Saved data entries
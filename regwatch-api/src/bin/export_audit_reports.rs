//! regwatch-export - write every audit report to a CSV file

use anyhow::{Context, Result};
use clap::Parser;
use regwatch_common::config::CompiledDefaults;
use regwatch_common::db::init_database_pool;
use std::fs::File;
use std::io::BufWriter;
use std::path::PathBuf;
use tracing::info;
use tracing_subscriber::{layer::SubscriberExt, util::SubscriberInitExt};

#[derive(Parser, Debug)]
#[command(name = "regwatch-export")]
#[command(about = "Export regwatch audit reports to CSV")]
#[command(version)]
struct Args {
    #[arg(long, env = "REGWATCH_DATABASE_URL", default_value = CompiledDefaults::DATABASE_URL)]
    database_url: String,

    /// Destination file, overwritten if it exists
    #[arg(short, long, default_value = "audit_reports.csv")]
    output: PathBuf,
}

#[tokio::main]
async fn main() -> Result<()> {
    tracing_subscriber::registry()
        .with(
            tracing_subscriber::EnvFilter::try_from_default_env()
                .unwrap_or_else(|_| "regwatch_api=info".into()),
        )
        .with(tracing_subscriber::fmt::layer())
        .init();

    let args = Args::parse();

    let pool = init_database_pool(&args.database_url)
        .await
        .with_context(|| format!("Failed to open database {}", args.database_url))?;

    let file = File::create(&args.output)
        .with_context(|| format!("Failed to create {}", args.output.display()))?;
    let rows = regwatch_api::export::export_audit_reports(&pool, BufWriter::new(file))
        .await
        .context("Export failed")?;

    info!("Wrote {} audit report(s) to {}", rows, args.output.display());
    Ok(())
}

TASK GOAL
Whenever "CompiledDefaults" occurs in a line above, copy that line.

TASK ANSWER
use regwatch_common::config::CompiledDefaults;
    #[arg(long, env = "REGWATCH_DATABASE_URL", default_value = CompiledDefaults::DATABASE_URL)]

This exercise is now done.